■ EXERCISE DETAILS:
Give back all the entries below. Omit none of them.

Top of RECORDS TO PROCESS

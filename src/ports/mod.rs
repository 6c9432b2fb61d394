//! Collaborator ports.
//!
//! Everything the engine cannot do headlessly lives behind one of these
//! traits: fetching bytes, performing navigation, exporting and downloading,
//! session-scoped persistence, and time. The engine only ever holds `Arc<dyn …>`
//! handles; hosts decide what actually satisfies them. Bundled implementations
//! cover the headless case: [`HttpFetcher`] (reqwest), [`FetchNavigator`]
//! (fetch + static DOM), [`MemoryStore`], and [`TokioClock`].

mod clock;
mod http;
mod memory;

pub use clock::{ManualClock, TokioClock};
pub use http::{FetchNavigator, HttpFetcher};
pub use memory::MemoryStore;

use futures::future::BoxFuture;
use std::sync::Arc;
use std::sync::atomic::{AtomicBool, Ordering};
use std::time::{Duration, Instant};
use tokio::sync::Notify;
use url::Url;

use crate::dom::{DomAdapter, ElementHandle};

/// Cooperative cancellation handle shared between a caller and an in-flight
/// operation. Cancelling is idempotent and wakes every waiter.
#[derive(Debug, Clone, Default)]
pub struct CancelToken {
    inner: Arc<CancelInner>,
}

#[derive(Debug, Default)]
struct CancelInner {
    flag: AtomicBool,
    notify: Notify,
}

impl CancelToken {
    #[must_use]
    pub fn new() -> Self {
        Self::default()
    }

    pub fn cancel(&self) {
        self.inner.flag.store(true, Ordering::SeqCst);
        self.inner.notify.notify_waiters();
    }

    #[must_use]
    pub fn is_cancelled(&self) -> bool {
        self.inner.flag.load(Ordering::SeqCst)
    }

    /// Resolve once the token is cancelled.
    pub async fn cancelled(&self) {
        loop {
            if self.is_cancelled() {
                return;
            }
            let notified = self.inner.notify.notified();
            if self.is_cancelled() {
                return;
            }
            notified.await;
        }
    }
}

/// A single HTTP exchange request.
#[derive(Debug, Clone)]
pub struct FetchRequest {
    pub url: Url,
    pub method: String,
    pub headers: Vec<(String, String)>,
    pub body: Option<Vec<u8>>,
}

impl FetchRequest {
    #[must_use]
    pub fn get(url: Url) -> Self {
        Self {
            url,
            method: "GET".to_string(),
            headers: Vec::new(),
            body: None,
        }
    }
}

/// Fully-buffered HTTP response. Streaming is not part of the contract.
#[derive(Debug, Clone)]
pub struct FetchResponse {
    pub status: u16,
    pub headers: Vec<(String, String)>,
    pub body: Vec<u8>,
    pub final_url: Url,
}

impl FetchResponse {
    #[must_use]
    pub fn body_text(&self) -> String {
        String::from_utf8_lossy(&self.body).into_owned()
    }
}

#[derive(Debug, thiserror::Error)]
pub enum FetchError {
    #[error("network error: {0}")]
    Network(String),
    #[error("request timed out")]
    Timeout,
    #[error("request cancelled")]
    Cancelled,
    #[error("invalid request: {0}")]
    Invalid(String),
}

/// Transport for document and resource fetches. Implementations own
/// credentials, cookies, and TLS; the engine never sees them.
pub trait Fetcher: Send + Sync {
    fn fetch(
        &self,
        request: FetchRequest,
        cancel: CancelToken,
    ) -> BoxFuture<'_, Result<FetchResponse, FetchError>>;
}

/// Result of a navigation. A URL load yields a fresh adapter for the new
/// document; a click may mutate the current document in place, in which case
/// `dom` is `None` and the caller re-observes the existing adapter.
pub struct NavigationOutcome {
    pub dom: Option<Arc<dyn DomAdapter>>,
    pub final_url: Option<Url>,
}

#[derive(Debug, thiserror::Error)]
pub enum NavError {
    #[error("navigation failed: {0}")]
    Failed(String),
    #[error("navigation timed out")]
    Timeout,
    #[error("navigation not supported: {0}")]
    Unsupported(String),
}

/// Page transition capability. `click` is the only way the engine interacts
/// with an element; how a trusted click is synthesized is the adapter's
/// business.
pub trait Navigator: Send + Sync {
    fn click(&self, handle: ElementHandle) -> BoxFuture<'_, Result<NavigationOutcome, NavError>>;
    fn load(&self, url: Url) -> BoxFuture<'_, Result<NavigationOutcome, NavError>>;
}

/// Sink for serialized scan output.
pub trait ExportSink: Send + Sync {
    fn write(
        &self,
        filename: &str,
        mime: &str,
        bytes: Vec<u8>,
    ) -> BoxFuture<'_, anyhow::Result<()>>;
}

#[derive(Debug, Clone, Copy, PartialEq, Eq, Hash)]
pub struct DownloadId(pub u64);

#[derive(Debug, Clone, Copy, PartialEq, Eq)]
pub enum ConflictPolicy {
    Overwrite,
    Uniquify,
    Skip,
}

#[derive(Debug, Clone, Copy, PartialEq, Eq)]
pub enum DownloadOutcome {
    Complete,
    Interrupted,
}

/// Sink for image file downloads.
pub trait DownloadSink: Send + Sync {
    fn enqueue(
        &self,
        url: &Url,
        filename: &str,
        conflict: ConflictPolicy,
    ) -> BoxFuture<'_, anyhow::Result<DownloadId>>;
    fn on_completion(&self, id: DownloadId) -> BoxFuture<'_, anyhow::Result<DownloadOutcome>>;
}

/// Session-scoped string-keyed persistence for retry and pagination snapshots.
pub trait PersistSink: Send + Sync {
    fn get(&self, key: &str) -> BoxFuture<'_, anyhow::Result<Option<String>>>;
    fn set(&self, key: &str, value: String) -> BoxFuture<'_, anyhow::Result<()>>;
    fn delete(&self, key: &str) -> BoxFuture<'_, anyhow::Result<()>>;
}

/// Monotonic time and suspension. Tests substitute [`ManualClock`] so backoff
/// schedules are observable without real waiting.
pub trait Clock: Send + Sync {
    fn now(&self) -> Instant;
    fn sleep(&self, duration: Duration) -> BoxFuture<'static, ()>;
}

Bottom of RECORDS TO PROCESS

■ SOLUTION FOR THIS TASK:
filename src/ports/mod.rs
repository 6c9432b2fb61d394
//! Collaborator ports.
//!
//! Everything the engine cannot do headlessly lives behind one of these
//! traits: fetching bytes, performing navigation, exporting and downloading,
//! session-scoped persistence, and time. The engine only ever holds `Arc<dyn …>`
//! handles; hosts decide what actually satisfies them. Bundled implementations
//! cover the headless case: [`HttpFetcher`] (reqwest), [`FetchNavigator`]
//! (fetch + static DOM), [`MemoryStore`], and [`TokioClock`].

mod clock;
mod http;
mod memory;

pub use clock::{ManualClock, TokioClock};
pub use http::{FetchNavigator, HttpFetcher};
pub use memory::MemoryStore;

use futures::future::BoxFuture;
use std::sync::Arc;
use std::sync::atomic::{AtomicBool, Ordering};
use std::time::{Duration, Instant};
use tokio::sync::Notify;
use url::Url;

use crate::dom::{DomAdapter, ElementHandle};

/// Cooperative cancellation handle shared between a caller and an in-flight
/// operation. Cancelling is idempotent and wakes every waiter.
#[derive(Debug, Clone, Default)]
pub struct CancelToken {
    inner: Arc<CancelInner>,
}

#[derive(Debug, Default)]
struct CancelInner {
    flag: AtomicBool,
    notify: Notify,
}

impl CancelToken {
    #[must_use]
    pub fn new() -> Self {
        Self::default()
    }

    pub fn cancel(&self) {
        self.inner.flag.store(true, Ordering::SeqCst);
        self.inner.notify.notify_waiters();
    }

    #[must_use]
    pub fn is_cancelled(&self) -> bool {
        self.inner.flag.load(Ordering::SeqCst)
    }

    /// Resolve once the token is cancelled.
    pub async fn cancelled(&self) {
        loop {
            if self.is_cancelled() {
                return;
            }
            let notified = self.inner.notify.notified();
            if self.is_cancelled() {
                return;
            }
            notified.await;
        }
    }
}

/// A single HTTP exchange request.
#[derive(Debug, Clone)]
pub struct FetchRequest {
    pub url: Url,
    pub method: String,
    pub headers: Vec<(String, String)>,
    pub body: Option<Vec<u8>>,
}

impl FetchRequest {
    #[must_use]
    pub fn get(url: Url) -> Self {
        Self {
            url,
            method: "GET".to_string(),
            headers: Vec::new(),
            body: None,
        }
    }
}

/// Fully-buffered HTTP response. Streaming is not part of the contract.
#[derive(Debug, Clone)]
pub struct FetchResponse {
    pub status: u16,
    pub headers: Vec<(String, String)>,
    pub body: Vec<u8>,
    pub final_url: Url,
}

impl FetchResponse {
    #[must_use]
    pub fn body_text(&self) -> String {
        String::from_utf8_lossy(&self.body).into_owned()
    }
}

#[derive(Debug, thiserror::Error)]
pub enum FetchError {
    #[error("network error: {0}")]
    Network(String),
    #[error("request timed out")]
    Timeout,
    #[error("request cancelled")]
    Cancelled,
    #[error("invalid request: {0}")]
    Invalid(String),
}

/// Transport for document and resource fetches. Implementations own
/// credentials, cookies, and TLS; the engine never sees them.
pub trait Fetcher: Send + Sync {
    fn fetch(
        &self,
        request: FetchRequest,
        cancel: CancelToken,
    ) -> BoxFuture<'_, Result<FetchResponse, FetchError>>;
}

/// Result of a navigation. A URL load yields a fresh adapter for the new
/// document; a click may mutate the current document in place, in which case
/// `dom` is `None` and the caller re-observes the existing adapter.
pub struct NavigationOutcome {
    pub dom: Option<Arc<dyn DomAdapter>>,
    pub final_url: Option<Url>,
}

#[derive(Debug, thiserror::Error)]
pub enum NavError {
    #[error("navigation failed: {0}")]
    Failed(String),
    #[error("navigation timed out")]
    Timeout,
    #[error("navigation not supported: {0}")]
    Unsupported(String),
}

/// Page transition capability. `click` is the only way the engine interacts
/// with an element; how a trusted click is synthesized is the adapter's
/// business.
pub trait Navigator: Send + Sync {
    fn click(&self, handle: ElementHandle) -> BoxFuture<'_, Result<NavigationOutcome, NavError>>;
    fn load(&self, url: Url) -> BoxFuture<'_, Result<NavigationOutcome, NavError>>;
}

/// Sink for serialized scan output.
pub trait ExportSink: Send + Sync {
    fn write(
        &self,
        filename: &str,
        mime: &str,
        bytes: Vec<u8>,
    ) -> BoxFuture<'_, anyhow::Result<()>>;
}

#[derive(Debug, Clone, Copy, PartialEq, Eq, Hash)]
pub struct DownloadId(pub u64);

#[derive(Debug, Clone, Copy, PartialEq, Eq)]
pub enum ConflictPolicy {
    Overwrite,
    Uniquify,
    Skip,
}

#[derive(Debug, Clone, Copy, PartialEq, Eq)]
pub enum DownloadOutcome {
    Complete,
    Interrupted,
}

/// Sink for image file downloads.
pub trait DownloadSink: Send + Sync {
    fn enqueue(
        &self,
        url: &Url,
        filename: &str,
        conflict: ConflictPolicy,
    ) -> BoxFuture<'_, anyhow::Result<DownloadId>>;
    fn on_completion(&self, id: DownloadId) -> BoxFuture<'_, anyhow::Result<DownloadOutcome>>;
}

/// Session-scoped string-keyed persistence for retry and pagination snapshots.
pub trait PersistSink: Send + Sync {
    fn get(&self, key: &str) -> BoxFuture<'_, anyhow::Result<Option<String>>>;
    fn set(&self, key: &str, value: String) -> BoxFuture<'_, anyhow::Result<()>>;
    fn delete(&self, key: &str) -> BoxFuture<'_, anyhow::Result<()>>;
}

/// Monotonic time and suspension. Tests substitute [`ManualClock`] so backoff
/// schedules are observable without real waiting.
pub trait Clock: Send + Sync {
    fn now(&self) -> Instant;
    fn sleep(&self, duration: Duration) -> BoxFuture<'static, ()>;
}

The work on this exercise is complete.